Re: CONLANG Digest - 21 Feb 2004 to 22 Feb 2004 (#2004-52)
From: | Christophe Grandsire <christophe.grandsire@...> |
Date: | Monday, February 23, 2004, 21:04 |
En réponse à Mangiat :
>So, is it possible to have a coherent definition of subject and object which
>fits both accusative and ergative languages?
Difficult. In a booklet I have, "subject" and "object" are defined as
relational things: "subject (of)" and "object (of)", and said to be
meaningless without the (of). In other words, subjects and objects exist
only as they relate to the verb, and can differ in semantics depending on
the verb. Unfortunately, the booklet is not clearer than that, so I don't
know how the notion stands.
> One of my university text books
>(an introduction to linguistics) said it is the argument the verb agrees
>with- a definition which works fairly well with Italian, but... what about
>Swedish, for instance, where the verb does not inflect for person and
>number? And what about many Northern Italian dialects, where verbs agree in
>number with a 3rd person subject only when they follow it (when the verb
>precede the subject it takes 3 sg agreement, even when the subject is
>plural)?
And what about all the languages that, like Basque, agree with the
ergative, the absolutive and the beneficiary (dative) of the action? :)))

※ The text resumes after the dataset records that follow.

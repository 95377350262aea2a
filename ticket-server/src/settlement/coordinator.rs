//! Order settlement coordinator
//!
//! Owns the order lifecycle:
//!
//! ```text
//! PENDING ──► COMPLETED ──► PRINTED
//!    │
//!    ├──► FAILED    (declined / amount mismatch / seats lost)
//!    └──► CANCELED  (customer abandoned before paying)
//! ```
//!
//! Orders are created from a live seat hold, priced once, and then only
//! ever transitioned. The callback handler is the critical section: it
//! must stay idempotent under gateway retries and can never let a
//! verified order linger `PENDING`.

use crate::db::Catalog;
use crate::gateway::{self, CallbackPayload, PaymentGatewayAdapter};
use crate::seating::{SeatStore, SeatStoreError};
use crate::settlement::assembler::{apply_discount, price_order};
use crate::settlement::error::{SettlementError, SettlementResult};
use crate::settlement::money;
use crate::settlement::storage::{AttemptDraft, OrderStorage, TransitionOutcome};
use shared::order::{FailureReason, OrderSnapshot, OrderStatus};
use shared::util::now_millis;
use std::collections::BTreeMap;
use std::sync::Arc;
use tracing::{error, info, warn};
use uuid::Uuid;

/// One combo line requested by the client.
#[derive(Debug, Clone)]
pub struct ComboSelection {
    pub combo_id: String,
    pub quantity: i32,
}

/// Domain-level order creation input (already shape-validated at the
/// API edge).
#[derive(Debug, Clone)]
pub struct CreateOrderRequest {
    pub showtime_id: String,
    pub hold_token: String,
    pub combos: Vec<ComboSelection>,
    pub voucher_code: Option<String>,
}

/// What the gateway is told about a processed callback.
///
/// `Completed` means the order is COMPLETED, settled by this callback
/// or an earlier duplicate. Everything else collapses into `Failed`:
/// declines, mismatches, unknown orders, failed verification and
/// internal faults all look identical from outside. The distinctions
/// live in the audit trail, not the response.
#[derive(Debug, Clone, PartialEq)]
pub enum CallbackOutcome {
    Completed { order_id: String },
    Failed { order_id: Option<String> },
}

impl CallbackOutcome {
    /// Acknowledgement body in the gateway's own vocabulary.
    pub fn gateway_body(&self) -> &'static str {
        match self {
            CallbackOutcome::Completed { .. } => "success",
            CallbackOutcome::Failed { .. } => "failure",
        }
    }
}

pub struct SettlementCoordinator {
    seats: SeatStore,
    storage: OrderStorage,
    catalog: Arc<Catalog>,
    vouchers: Arc<crate::vouchers::VoucherEngine>,
    gateway: Arc<PaymentGatewayAdapter>,
}
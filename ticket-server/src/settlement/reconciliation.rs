//! Periodic reconciliation reporter
//!
//! Orders settled FAILED with `SEATS_LOST_AFTER_PAYMENT` or
//! `SETTLEMENT_ERROR` may hold customer money with nothing to show for
//! it. They are terminal as far as the state machine goes; resolving
//! them (refund or manual re-seating) is an operator decision. This
//! worker keeps them loud until someone deals with them.

use crate::settlement::storage::OrderStorage;
use std::time::Duration;
use tokio::time::sleep;
use tokio_util::sync::CancellationToken;
use tracing::{error, info, warn};

pub struct ReconciliationReporter {
    storage: OrderStorage,
    interval: Duration,
    shutdown: CancellationToken,
}

impl ReconciliationReporter {
    pub fn new(storage: OrderStorage, interval: Duration, shutdown: CancellationToken) -> Self {
        Self {
            storage,
            interval,
            shutdown,
        }
    }

    pub async fn run(self) {
        info!(
            interval_secs = self.interval.as_secs(),
            "reconciliation reporter started"
        );
        loop {
            tokio::select! {
                _ = sleep(self.interval) => {
                    self.scan_once();
                }
                _ = self.shutdown.cancelled() => {
                    info!("reconciliation reporter stopped");
                    return;
                }
            }
        }
    }

    fn scan_once(&self) {
        match self.storage.orders_needing_reconciliation() {
            Ok(orders) if orders.is_empty() => {}
            Ok(orders) => {
                for order in &orders {
                    warn!(
                        target: "audit",
                        order_id = %order.order_id,
                        amount = order.payment_price,
                        "order awaiting manual reconciliation"
                    );
                }
                warn!(count = orders.len(), "paid-but-failed orders outstanding");
            }
            Err(err) => error!(error = %err, "reconciliation scan failed"),
        }
    }
}

#[cfg(test)]
mod tests {
    use super::*;
    use shared::order::{FailureReason, OrderSnapshot, OrderStatus};
    use shared::util::now_millis;

    #[tokio::test]
    async fn reporter_stops_on_shutdown() {
        let storage = OrderStorage::open_in_memory().unwrap();
        let mut lost = OrderSnapshot::new("o-lost", "showtime:1", "h-1");
        lost.status = OrderStatus::Failed;
        lost.failure_reason = Some(FailureReason::SeatsLostAfterPayment);
        lost.updated_at = now_millis();
        storage.insert_order(&lost).unwrap();

        let shutdown = CancellationToken::new();
        let reporter = ReconciliationReporter::new(
            storage,
            Duration::from_millis(10),
            shutdown.clone(),
        );
        let handle = tokio::spawn(reporter.run());

        tokio::time::sleep(Duration::from_millis(40)).await;
        shutdown.cancel();
        tokio::time::timeout(Duration::from_secs(1), handle)
            .await
            .expect("reporter should stop promptly")
            .unwrap();
    }
}
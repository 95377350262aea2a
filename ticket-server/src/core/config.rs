//! 服务器配置
//!
//! 所有配置通过环境变量读取（支持 `.env` 文件），未设置时使用默认值。
//!
//! | 环境变量 | 默认值 | 说明 |
//! |----------|--------|------|
//! | `WORK_DIR` | `./data` | 数据目录（redb 与 RocksDB 存储） |
//! | `HTTP_PORT` | `8000` | HTTP 监听端口 |
//! | `ENVIRONMENT` | `development` | `development` / `production` |
//! | `HOLD_TTL_SECS` | `600` | 座位保留租约时长（秒） |
//! | `SWEEP_INTERVAL_SECS` | `30` | 过期保留清扫间隔（秒） |
//! | `RECONCILE_INTERVAL_SECS` | `300` | 人工对账报告间隔（秒） |
//! | `SEED_DEMO_DATA` | 非生产环境 `true` | 启动时写入演示场次/座位数据 |
//! | `REQUEST_TIMEOUT_SECS` | `30` | 单请求超时（秒） |
//! | `GATEWAY_BASE_URL` | sandbox 地址 | 支付网关跳转地址 |
//! | `GATEWAY_MERCHANT_CODE` | `CINEMA_DEV` | 商户号 |
//! | `GATEWAY_SECRET` | 开发密钥 | 回调签名共享密钥 |
//! | `GATEWAY_RETURN_URL` | 本机回调地址 | 网关回调 URL |
//! | `TICKET_SECRET` | 开发密钥 | 取票二维码签名密钥 |
//! | `TICKET_VALIDITY_MINUTES` | `4320` | 二维码签名有效期（分钟） |
//! | `LOG_LEVEL` | `info` | 日志级别过滤器 |
//! | `LOG_JSON` | `false` | JSON 行格式日志 |
//! | `LOG_DIR` | 无 | 设置后写入按日滚动日志文件 |

use std::path::PathBuf;

/// Payment gateway connection settings.
#[derive(Debug, Clone)]
pub struct GatewayConfig {
    /// Redirect base; the signed query string is appended to it
    pub base_url: String,
    /// Merchant identifier included in the canonical string
    pub merchant_code: String,
    /// Shared secret for callback signatures
    pub secret: String,
    /// Where the gateway sends the customer (and the callback) afterwards
    pub return_url: String,
}

/// QR ticket signing settings.
#[derive(Debug, Clone)]
pub struct TicketConfig {
    /// Dedicated signing secret (never the gateway secret)
    pub secret: String,
    /// Signature validity horizon in minutes
    pub validity_minutes: i64,
}

/// Server configuration, resolved once at startup.
#[derive(Debug, Clone)]
pub struct Config {
    pub work_dir: PathBuf,
    pub http_port: u16,
    pub environment: String,
    pub hold_ttl_secs: u64,
    pub sweep_interval_secs: u64,
    pub reconcile_interval_secs: u64,
    pub seed_demo_data: bool,
    pub request_timeout_secs: u64,
    pub gateway: GatewayConfig,
    pub ticket: TicketConfig,
}

fn env_or(key: &str, default: &str) -> String {
    std::env::var(key).ok().unwrap_or_else(|| default.to_string())
}

fn env_parse_or<T: std::str::FromStr>(key: &str, default: T) -> T {
    std::env::var(key).ok().and_then(|v| v.parse().ok()).unwrap_or(default)
}

impl Config {
    /// Read configuration from the process environment.
    pub fn from_env() -> Self {
        let environment = env_or("ENVIRONMENT", "development");
        let is_production = environment == "production";

        Self {
            work_dir: PathBuf::from(env_or("WORK_DIR", "./data")),
            http_port: env_parse_or("HTTP_PORT", 8000),
            hold_ttl_secs: env_parse_or("HOLD_TTL_SECS", 600),
            sweep_interval_secs: env_parse_or("SWEEP_INTERVAL_SECS", 30),
            reconcile_interval_secs: env_parse_or("RECONCILE_INTERVAL_SECS", 300),
            seed_demo_data: env_parse_or("SEED_DEMO_DATA", !is_production),
            request_timeout_secs: env_parse_or("REQUEST_TIMEOUT_SECS", 30),
            gateway: GatewayConfig {
                base_url: env_or("GATEWAY_BASE_URL", "https://sandbox.gateway.example/pay"),
                merchant_code: env_or("GATEWAY_MERCHANT_CODE", "CINEMA_DEV"),
                secret: env_or("GATEWAY_SECRET", "dev-gateway-secret-change-me"),
                return_url: env_or(
                    "GATEWAY_RETURN_URL",
                    "http://localhost:8000/api/Payment/process-payment-callback",
                ),
            },
            ticket: TicketConfig {
                secret: env_or("TICKET_SECRET", "dev-ticket-secret-change-me"),
                validity_minutes: env_parse_or("TICKET_VALIDITY_MINUTES", 4320),
            },
            environment,
        }
    }

    /// `from_env` with the two knobs every test needs pinned.
    pub fn with_overrides(work_dir: impl Into<PathBuf>, http_port: u16) -> Self {
        let mut config = Self::from_env();
        config.work_dir = work_dir.into();
        config.http_port = http_port;
        config
    }

    /// Directory holding the embedded databases.
    pub fn database_dir(&self) -> PathBuf {
        self.work_dir.join("database")
    }

    /// Seat availability store (redb file).
    pub fn seats_db_path(&self) -> PathBuf {
        self.database_dir().join("seats.redb")
    }

    /// Order settlement store (redb file).
    pub fn orders_db_path(&self) -> PathBuf {
        self.database_dir().join("orders.redb")
    }

    /// Catalog database (RocksDB directory).
    pub fn catalog_db_path(&self) -> PathBuf {
        self.database_dir().join("catalog")
    }

    pub fn ensure_work_dir_structure(&self) -> std::io::Result<()> {
        std::fs::create_dir_all(self.database_dir())
    }

    pub fn is_production(&self) -> bool {
        self.environment == "production"
    }

    pub fn is_development(&self) -> bool {
        self.environment == "development"
    }

    /// Secrets that must not reach production with their dev defaults.
    pub fn using_default_secrets(&self) -> bool {
        self.gateway.secret.starts_with("dev-") || self.ticket.secret.starts_with("dev-")
    }
}

#[cfg(test)]
mod tests {
    use super::*;

    #[test]
    fn defaults_are_development_friendly() {
        let config = Config::with_overrides("/tmp/ticket-test", 0);
        assert_eq!(config.hold_ttl_secs, 600);
        assert!(!config.is_production());
        assert!(config.using_default_secrets());
    }

    #[test]
    fn overrides_pin_work_dir_and_port() {
        let config = Config::with_overrides("/tmp/elsewhere", 18099);
        assert_eq!(config.work_dir, PathBuf::from("/tmp/elsewhere"));
        assert_eq!(config.http_port, 18099);
    }
}
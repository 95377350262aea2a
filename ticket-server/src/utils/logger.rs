//! Logging initialization
//!
//! Env-filter based (`LOG_LEVEL`), plain or JSON lines (`LOG_JSON`),
//! stdout by default with an optional daily-rolling file when `LOG_DIR`
//! is set. The returned guard must stay alive for the process lifetime
//! or buffered file output is lost.

use tracing_appender::non_blocking::WorkerGuard;
use tracing_subscriber::layer::SubscriberExt;
use tracing_subscriber::util::SubscriberInitExt;
use tracing_subscriber::{EnvFilter, fmt};

const LOG_FILE_PREFIX: &str = "ticket-server.log";

/// Install the global subscriber. Call once, before any spans.
pub fn init_logging(level: &str, json: bool, log_dir: Option<&str>) -> Option<WorkerGuard> {
    let filter = EnvFilter::try_from_default_env().unwrap_or_else(|_| EnvFilter::new(level));

    match log_dir {
        Some(dir) => {
            let appender = tracing_appender::rolling::daily(dir, LOG_FILE_PREFIX);
            let (writer, guard) = tracing_appender::non_blocking(appender);
            if json {
                tracing_subscriber::registry()
                    .with(filter)
                    .with(fmt::layer().json().with_writer(writer))
                    .init();
            } else {
                tracing_subscriber::registry()
                    .with(filter)
                    .with(fmt::layer().with_ansi(false).with_writer(writer))
                    .init();
            }
            Some(guard)
        }
        None => {
            if json {
                tracing_subscriber::registry()
                    .with(filter)
                    .with(fmt::layer().json())
                    .init();
            } else {
                tracing_subscriber::registry().with(filter).with(fmt::layer()).init();
            }
            None
        }
    }
}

With the fact that the absolutive mark is the only one *all* verbs always
have (the ergative agreement exists only for transitive verbs, and the
beneficiary is often used but usually optional), it would mean that the
subject here is what we usually call the object. And my little booklet
agrees with that :)) .
Christophe Grandsire.
http://rainbow.conlang.free.fr
You need a straight mind to invent a twisted conlang.